In Oltrepo-Pavese, a wine region in northern Italy, the farmers' union Coldiretti has launched an initiative called the "Harvest of Solidarity".

The plan is to match up supply and demand for vineyard workers in the surrounding area and to create a base of local seasonal labourers who can be hired by farmers when needed.

Davide Stocco, 38, owner of a 10-hectare (25-acre) vineyard near Pavia, said he used the new Coldiretti system when three of the seven labourers he hired cancelled at the last minute.

Unlike previous years, when Stocco hired mostly immigrants for the grape harvest, this year it is mostly Italians -- many of them young and permanently unemployed.

Daris, 25, who studied for a job in hotels but has not managed to find one yet, said he might stay in farmwork.

"Why not? I like it here," he said.

"In Italy, there is a real crisis. There are not a lot of jobs. You have to be happy with what you have," he said.

Marinella, at 51 the oldest in the group, said she had lost her job when her company shut down a few years ago.

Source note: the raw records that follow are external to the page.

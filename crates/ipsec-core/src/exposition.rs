// ── Prometheus text exposition ──
//
// Samples are loaded into a throwaway registry per scrape so no state leaks
// between scrapes; a tunnel that disappears also disappears from the output.

use indexmap::IndexMap;
use indexmap::map::Entry;
use prometheus::{Encoder, GaugeVec, Opts, Registry, TextEncoder};

use crate::error::CoreError;
use crate::metrics::Sample;

/// Content type of the rendered output.
pub const CONTENT_TYPE: &str = prometheus::TEXT_FORMAT;

/// Render samples in the Prometheus text format.
pub fn encode(samples: &[Sample]) -> Result<String, CoreError> {
    let registry = Registry::new();
    let mut families: IndexMap<&str, GaugeVec> = IndexMap::new();

    for sample in samples {
        let gauge = match families.entry(sample.name.as_str()) {
            Entry::Occupied(entry) => entry.into_mut(),
            Entry::Vacant(entry) => {
                let names: Vec<&str> = sample.labels.iter().map(|(name, _)| *name).collect();
                let gauge = GaugeVec::new(Opts::new(sample.name.as_str(), sample.help), &names)?;
                registry.register(Box::new(gauge.clone()))?;
                entry.insert(gauge)
            }
        };
        let values: Vec<&str> = sample.labels.iter().map(|(_, value)| value.as_str()).collect();
        gauge.get_metric_with_label_values(&values)?.set(sample.value);
    }

    let mut buffer = Vec::new();
    TextEncoder::new().encode(&registry.gather(), &mut buffer)?;
    String::from_utf8(buffer)
        .map_err(|e| CoreError::Exposition(prometheus::Error::Msg(e.to_string())))
}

"At the moment there are not a lot of job opportunities and I'm not 20 any more and so I'm still looking. In the meantime, I am doing this," she said.

"When you have a fixed job, you never imagine that one day you will find yourself doing the harvest," she said.

"But when you don't any more...."

For farmers, it works out cheaper to hire local hands than immigrant labour since they do not have to offer lodging.

A grape picker gets paid up to 1,300 euros ($1,750) a month gross.

Stocco pointed out there was also no language problem when hiring Italians.

Launched this summer, the project has proved a victim of its own success.

About 200 people applied for jobs in the harvest season but only around 50 of them were found jobs by organisers.

"Italians used to be reticent about doing this kind of work," Milani said.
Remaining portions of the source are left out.